More recently I discovered Ninja Warrior on G4, again a repackaging of a crazy Japanese TV show. It's much of the same, but slightly more serious. The sort of thing where 100 people try, and 90 or so of them fail, usually miserably. Next I found Unbeatable Banzuke again on G4. This was yet more serious, with an even higher failure rate. The competitions are truly random, everything from walking-on-your-hands to unicycles to men pushing women on wheelbarrows.
Long story short: I'm a big fan of crazy Japanese game shows. They generally involve people falling down in an attempt to do something with almost no chance of succeeding.

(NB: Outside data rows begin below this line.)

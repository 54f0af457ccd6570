//! TCP listener and connection intake fan-out.
//!
//! Every accepted connection gets its own intake task. Completed intakes are
//! handed to the dispatcher; failed ones are logged and dropped. An optional
//! connection limit rejects new clients while the limit is reached, and a
//! permit stays attached to the connection until its forward ends.

use std::io;
use std::net::SocketAddr;
use std::sync::atomic::{AtomicU64, Ordering};
use std::sync::Arc;
use std::time::Duration;

use tokio::net::{TcpListener, TcpStream};
use tokio::sync::{OwnedSemaphorePermit, Semaphore};
use tracing::{debug, error, info, warn, Instrument};

use super::dispatch::DispatchSender;
use super::intake::Intake;
use crate::error::RelayError;

/// Configuration for a listener.
#[derive(Debug, Clone)]
pub struct ListenerConfig {
    /// Address to bind to.
    pub bind_addr: SocketAddr,
    /// Maximum concurrent connections (0 = unlimited).
    pub max_connections: usize,
}

impl ListenerConfig {
    /// Create a new listener configuration with no connection limit.
    pub fn new(bind_addr: SocketAddr) -> Self {
        Self {
            bind_addr,
            max_connections: 0,
        }
    }
}

/// Relay-wide counters.
#[derive(Debug, Default)]
pub struct RelayStats {
    /// Total connections accepted.
    pub connections_accepted: AtomicU64,
    /// Connections rejected due to max limit.
    pub connections_rejected: AtomicU64,
    /// SNI extraction successes.
    pub sni_found: AtomicU64,
    /// SNI extraction failures (read error, not TLS, no server_name).
    pub sni_failed: AtomicU64,
    /// Backend connection successes.
    pub backend_connected: AtomicU64,
    /// Backend resolution or connection failures.
    pub backend_failed: AtomicU64,
    /// Forwards handed to the forwarder.
    pub forwards_started: AtomicU64,
    /// Forwards currently splicing.
    pub forwards_active: AtomicU64,
    /// Forwards abandoned because the prefix could not be replayed.
    pub prefix_replay_failed: AtomicU64,
    /// Bytes written to backends.
    pub bytes_to_backend: AtomicU64,
    /// Bytes written back to clients.
    pub bytes_from_backend: AtomicU64,
}

/// Point-in-time copy of [`RelayStats`].
#[derive(Debug, Clone, Copy, Default, PartialEq, Eq)]
pub struct RelayStatsSnapshot {
    pub connections_accepted: u64,
    pub connections_rejected: u64,
    pub sni_found: u64,
    pub sni_failed: u64,
    pub backend_connected: u64,
    pub backend_failed: u64,
    pub forwards_started: u64,
    pub forwards_active: u64,
    pub prefix_replay_failed: u64,
    pub bytes_to_backend: u64,
    pub bytes_from_backend: u64,
}

impl RelayStats {
    /// Read every counter.
    pub fn snapshot(&self) -> RelayStatsSnapshot {
        RelayStatsSnapshot {
            connections_accepted: self.connections_accepted.load(Ordering::Relaxed),
            connections_rejected: self.connections_rejected.load(Ordering::Relaxed),
            sni_found: self.sni_found.load(Ordering::Relaxed),
            sni_failed: self.sni_failed.load(Ordering::Relaxed),
            backend_connected: self.backend_connected.load(Ordering::Relaxed),
            backend_failed: self.backend_failed.load(Ordering::Relaxed),
            forwards_started: self.forwards_started.load(Ordering::Relaxed),
            forwards_active: self.forwards_active.load(Ordering::Relaxed),
            prefix_replay_failed: self.prefix_replay_failed.load(Ordering::Relaxed),
            bytes_to_backend: self.bytes_to_backend.load(Ordering::Relaxed),
            bytes_from_backend: self.bytes_from_backend.load(Ordering::Relaxed),
        }
    }
}

/// A TCP listener for the relay.
pub struct Listener {
    /// The TCP listener.
    listener: TcpListener,
    /// Per-connection intake.
    intake: Arc<Intake>,
    /// Hand-off to the dispatcher.
    dispatch: DispatchSender,
    /// Connection semaphore, when a limit is configured.
    conn_semaphore: Option<Arc<Semaphore>>,
    /// Statistics.
    stats: Arc<RelayStats>,
}

impl Listener {
    /// Bind the listening socket.
    pub async fn bind(
        config: ListenerConfig,
        intake: Arc<Intake>,
        dispatch: DispatchSender,
        stats: Arc<RelayStats>,
    ) -> Result<Self, RelayError> {
        let bind_err = |source| RelayError::Bind {
            addr: config.bind_addr,
            source,
        };
        let listener = TcpListener::bind(config.bind_addr)
            .await
            .map_err(bind_err)?;
        let local_addr = listener.local_addr().map_err(bind_err)?;

        info!(
            bind_addr = %local_addr,
            max_connections = config.max_connections,
            "Listener bound"
        );

        let conn_semaphore =
            (config.max_connections > 0).then(|| Arc::new(Semaphore::new(config.max_connections)));

        Ok(Self {
            listener,
            intake,
            dispatch,
            conn_semaphore,
            stats,
        })
    }

    /// Get the local address this listener is bound to.
    pub fn local_addr(&self) -> io::Result<SocketAddr> {
        self.listener.local_addr()
    }

    /// Run the listener, accepting and handling connections.
    pub async fn run(self: Arc<Self>) -> io::Result<()> {
        let local_addr = self.listener.local_addr()?;
        info!(bind_addr = %local_addr, "Listener started");

        loop {
            match self.listener.accept().await {
                Ok((stream, peer_addr)) => {
                    let permit = match &self.conn_semaphore {
                        Some(semaphore) => match Arc::clone(semaphore).try_acquire_owned() {
                            Ok(permit) => Some(permit),
                            Err(_) => {
                                self.stats
                                    .connections_rejected
                                    .fetch_add(1, Ordering::Relaxed);
                                warn!(peer_addr = %peer_addr, "Connection rejected: max connections reached");
                                continue;
                            }
                        },
                        None => None,
                    };

                    self.stats
                        .connections_accepted
                        .fetch_add(1, Ordering::Relaxed);

                    let listener = Arc::clone(&self);
                    tokio::spawn(
                        async move {
                            listener.handle_connection(stream, peer_addr, permit).await;
                        }
                        .instrument(tracing::info_span!("connection", peer = %peer_addr)),
                    );
                }
                Err(e) => {
                    error!(error = %e, "Accept error");
                    // Brief sleep to avoid tight loop on persistent errors
                    tokio::time::sleep(Duration::from_millis(100)).await;
                }
            }
        }
    }

    /// Run intake for one connection and submit the result.
    async fn handle_connection(
        &self,
        stream: TcpStream,
        peer_addr: SocketAddr,
        permit: Option<OwnedSemaphorePermit>,
    ) {
        debug!(peer_addr = %peer_addr, "Handling connection");

        let submitted = match self.intake.accept(stream, peer_addr).await {
            Ok(pending) => self.dispatch.submit(pending.with_permit(permit)),
            Err(e) => Err(e),
        };

        if let Err(e) = submitted {
            debug!(
                peer_addr = %peer_addr,
                reason = e.reason_code(),
                error = %e,
                "Connection abandoned"
            );
        }
    }
}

Apparently I'm not alone. Yesterday I found out that ABC is getting in on the act. They've got Wipeout, which I was lucky enough to catch by accident. It's very Americanized, but it's basically the same stuff: a bunch of people competing in nearly impossible competitions, with lots of falling down. Then, during that show I saw a commercial for (also on ABC) I Survived A Japanese Game Show. Even more a mix of the two, this is a real crazy Japanese game show, on air in the US, with American contestants flown out. All I know, yet, is what the commercial said; I haven't seen an episode yet.
One of the saddest things, though, was noticing the extreme difference between the Japanese game shows, and the oh-so-American Wipeout. In the former, the commentator is always talking up the contestant, making a big deal of how well the contestants are doing at such challenging tasks, and always surprised at the failures. On Wipeout, instead, the American commentators are slinging insults right and left, at any flaw they can find. It's not entertaining, it's depressing. More depressing is that they're really just pandering to the market they've got.